Loss triggers the emotional reaction known as grief. While grief is usually associated with the death of a loved one, it can occur after any loss. Grief is often discussed in terms of fixed stages, but for most people, there is not a neat, orderly progression implied by the term stages.
Rather, grief is a more individual process in which a person may experience some emotions more than once or may feel two or more at the same time. Reactions can include denial, anxiety, frustration, guilt, loneliness, depression, self-pity, feeling abandoned and a sense of failure. Working through the grief triggered by CFS and FM often takes several years.
As descrubed on the previous page, the end point of grief is acceptance, which involves acknowledging that life has changed, realizing the need to live differently than before, and a willingness to build a new life.
Developing a self-management plan can ease the process. The use of pacing can increase control, thereby replacing uncertainty with predictability.
Pacing strategies, such as taking regular rests, help to stabilize life with chronic illness, reducing the swings between high symptoms and times of remission. Resting ahead of an event can make it more likely you can attend, thus counteracting the sense of not being dependable.
In addition to pacing, here are eight additonal strategies for moving through grief.
1. Structure: Having daily and weekly routines provides a sense of stability and familiarity. Routine also offers a distraction from loss.
2. Problem Solving: By addressing issues using practical strategies, you remedy the circumstances that triggered the emotions.
3. Stress Avoidance: Having to adjust to the many changes brought by illness can be traumatic. Sometimes it may be best to avoid people and situations that add more stress.
4. Support: Seek support from family, friends, and beyond. Others with CFS and FM can provide support and models of successful coping. Professional counseling can be useful.
5. Acknowledging Grief Triggers: Grief reactions are often triggered by particular circumstances, such as anniversaries or by particular people. If your emotions intensify around the anniversary of your becoming ill or on other special dates, plan something positive for those times. If some people or situations make you feel anxious and uncomfortable, consider limiting your exposure to them.
6. Acknowledging Loss: Some people report they found it useful to make a public declaration of loss. One person in the self-help program, who wrote a Christmas letter to friends to explain why they hadn’t heard from him, found that writing the letter helped him accept his limits.
In the letter, he said, “I am sobered by the realization that it is highly unlikely that I will return to the level of functioning I had before and so will have to adjust to living a life with greater limits.” He reported that writing the letter helped him accept his limits and, paradoxically, increased his resolve to improve.

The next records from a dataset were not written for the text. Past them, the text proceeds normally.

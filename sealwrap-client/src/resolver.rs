//! Picks and drives a decryption path for a set of envelopes.
//!
//! # Selection policy
//!
//! Among envelopes whose required material is all present, the one whose
//! method needs the least additional user interaction is chosen:
//!
//! 1. resident raw key
//! 2. WebAuthn assertion already obtained
//! 3. password (needs a prompt)
//! 4. server-side custody (needs a round trip)
//!
//! Envelopes sharing a method are tried in input order; the first wins.
//!
//! Exactly one envelope is attempted per call. If its primitive rejects the
//! input, the failure is returned as-is and no other envelope is tried. A
//! wrong password must surface as a wrong password, not be masked by a
//! silent fallback to some other method. Retrying with a different
//! envelope is the caller's decision.

use crate::custody::CustodyBackend;
use crate::envelope::{CipherEnvelope, DecryptionMethod};
use crate::error::{BlockedCandidate, VaultError, VaultResult};
use crate::material::{ClientMaterial, MaterialKind, SecretBytes};
use sealwrap_crypto::{KdfParameters, PrfKeyPair, decrypt, derive_key};
use std::sync::Arc;
use tracing::{debug, warn};
use zeroize::Zeroizing;

/// Outcome of the pure selection step.
#[derive(Clone, Debug, PartialEq, Eq)]
pub enum Selection {
    /// The envelope at `index` would be attempted.
    Chosen {
        index: usize,
        method: DecryptionMethod,
    },
    /// Nothing is viable; one entry per offered envelope.
    Blocked(Vec<BlockedCandidate>),
}

/// Resolves envelope sets to plaintext.
#[derive(Clone, Default)]
pub struct EnvelopeResolver {
    custody: Option<Arc<dyn CustodyBackend>>,
}

impl EnvelopeResolver {
    /// A resolver without server custody; server-side envelopes stay blocked.
    pub fn new() -> Self {
        Self { custody: None }
    }

    pub fn with_custody(custody: Arc<dyn CustodyBackend>) -> Self {
        Self {
            custody: Some(custody),
        }
    }

    fn has(&self, material: &ClientMaterial, kind: MaterialKind) -> bool {
        match kind {
            MaterialKind::ServerCustody => self.custody.is_some(),
            other => material.has(other),
        }
    }

    fn missing_for(
        &self,
        method: DecryptionMethod,
        material: &ClientMaterial,
    ) -> Vec<MaterialKind> {
        method
            .required_material()
            .iter()
            .copied()
            .filter(|kind| !self.has(material, *kind))
            .collect()
    }

    /// Decides which envelope would be attempted, without decrypting.
    pub fn select(&self, envelopes: &[CipherEnvelope], material: &ClientMaterial) -> Selection {
        let mut best: Option<(u8, usize, DecryptionMethod)> = None;
        let mut blocked = Vec::new();

        for (index, envelope) in envelopes.iter().enumerate() {
            let method = envelope.method();
            let missing = self.missing_for(method, material);
            if !missing.is_empty() {
                blocked.push(BlockedCandidate {
                    index,
                    method,
                    missing,
                });
                continue;
            }

            let rank = method.preference_rank();
            if best.is_none_or(|(best_rank, _, _)| rank < best_rank) {
                best = Some((rank, index, method));
            }
        }

        match best {
            Some((_, index, method)) => Selection::Chosen { index, method },
            None => Selection::Blocked(blocked),
        }
    }

    /// Opens the best viable envelope with the material at hand.
    pub async fn resolve(
        &self,
        envelopes: &[CipherEnvelope],
        material: &ClientMaterial,
    ) -> VaultResult<SecretBytes> {
        if envelopes.is_empty() {
            return Err(VaultError::Envelope("no envelopes offered".to_string()));
        }

        let (index, method) = match self.select(envelopes, material) {
            Selection::Chosen { index, method } => (index, method),
            Selection::Blocked(candidates) => {
                debug!(count = candidates.len(), "no viable decryption method");
                return Err(VaultError::NoViableDecryptionMethod { candidates });
            }
        };
        debug!(index, %method, "resolving envelope");

        let envelope = &envelopes[index];
        let result = match method {
            DecryptionMethod::RawUserKey => self.open_raw_key(envelope, material),
            DecryptionMethod::WebAuthn => self.open_webauthn(envelope, material),
            DecryptionMethod::PasswordDerived => self.open_password(envelope, material).await,
            DecryptionMethod::ServerSide => self.open_server_side(envelope).await,
        };

        result.inspect_err(|e| warn!(%method, "envelope resolution failed: {e}"))
    }

    fn open_raw_key(
        &self,
        envelope: &CipherEnvelope,
        material: &ClientMaterial,
    ) -> VaultResult<SecretBytes> {
        let method = DecryptionMethod::RawUserKey;
        let key = material.raw_key().ok_or_else(|| unavailable(method))?;
        let iv = envelope.iv().ok_or_else(|| missing_iv(method))?;

        decrypt(key, iv, envelope.cipher())
            .map(SecretBytes::new)
            .map_err(|e| failed(method, e))
    }

    fn open_webauthn(
        &self,
        envelope: &CipherEnvelope,
        material: &ClientMaterial,
    ) -> VaultResult<SecretBytes> {
        let method = DecryptionMethod::WebAuthn;
        let prf_output = material.prf_output().ok_or_else(|| unavailable(method))?;

        PrfKeyPair::from_prf_output(prf_output)
            .and_then(|keypair| keypair.open(envelope.cipher()))
            .map(SecretBytes::new)
            .map_err(|e| failed(method, e))
    }

    /// Argon2 runs on the blocking pool so other tasks keep making progress.
    async fn open_password(
        &self,
        envelope: &CipherEnvelope,
        material: &ClientMaterial,
    ) -> VaultResult<SecretBytes> {
        let method = DecryptionMethod::PasswordDerived;
        let password = Zeroizing::new(
            material
                .password()
                .ok_or_else(|| unavailable(method))?
                .to_string(),
        );
        let kdf: KdfParameters = material
            .kdf_parameters()
            .ok_or_else(|| unavailable(method))?
            .clone();
        let iv = envelope.iv().ok_or_else(|| missing_iv(method))?.to_vec();
        let cipher = envelope.cipher().to_vec();

        let task = tokio::task::spawn_blocking(move || {
            let key = derive_key(password.as_bytes(), &kdf)?;
            decrypt(&key, &iv, &cipher)
        });

        match task.await {
            Ok(result) => result.map(SecretBytes::new).map_err(|e| failed(method, e)),
            Err(join_err) => Err(VaultError::DecryptionFailed {
                method,
                reason: format!("key derivation task failed: {join_err}"),
            }),
        }
    }

    async fn open_server_side(&self, envelope: &CipherEnvelope) -> VaultResult<SecretBytes> {
        let custody = self
            .custody
            .as_ref()
            .ok_or_else(|| unavailable(DecryptionMethod::ServerSide))?;
        custody.unwrap_in_custody(envelope).await
    }
}

fn failed(method: DecryptionMethod, e: sealwrap_crypto::CryptoError) -> VaultError {
    VaultError::DecryptionFailed {
        method,
        reason: e.to_string(),
    }
}

fn missing_iv(method: DecryptionMethod) -> VaultError {
    VaultError::Envelope(format!("{method} envelope has no IV"))
}

// Only reachable when an opener is called for a method `select` did not pick.
fn unavailable(method: DecryptionMethod) -> VaultError {
    VaultError::NoViableDecryptionMethod {
        candidates: vec![BlockedCandidate {
            index: 0,
            method,
            missing: method.required_material().to_vec(),
        }],
    }
}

7. Recognizing Grief as Cyclical and Long-Term: You may experience several periods of grief as you move through the stages of life, for example if you remain single while friends marry or you remain childless while others become parents or if you can’t be the parent you had hoped to be or can’t have the career you trained for.
8. Addressing Self-Pity: Almost everyone with chronic illness occasionally feels sorry for themselves. Given the losses and stresses of long-term illness, it's not surprising to feel overwhelmed by emotions from time to time. If you experience self-pity, you may counteract it various ways, such as the following:.
- Recognize self-pity is a part of serious illness.
Just as symptoms wax and wane, so do emotions. Acknowledging that self-pity is happening can take some of its power away. You might say something like “Oh, there’s self-pity again.” Also, it can help to say consoling things like “I’ve felt this way before and it’s always blown over, so probably it won’t last this time either.”
- Rest.
Strong emotions are sometimes triggered by fatigue and other symptoms. In those instances, rest may help alleviate both physical symptoms and emotions.
- Connect with others.
Reach out via phone, email or in-person. Sometimes just being in touch can change a mood. At other times it helps to have your mood acknowledged.
- Help others.
Shift your attention off yourself onto what you can do for your family, friends or others in your life.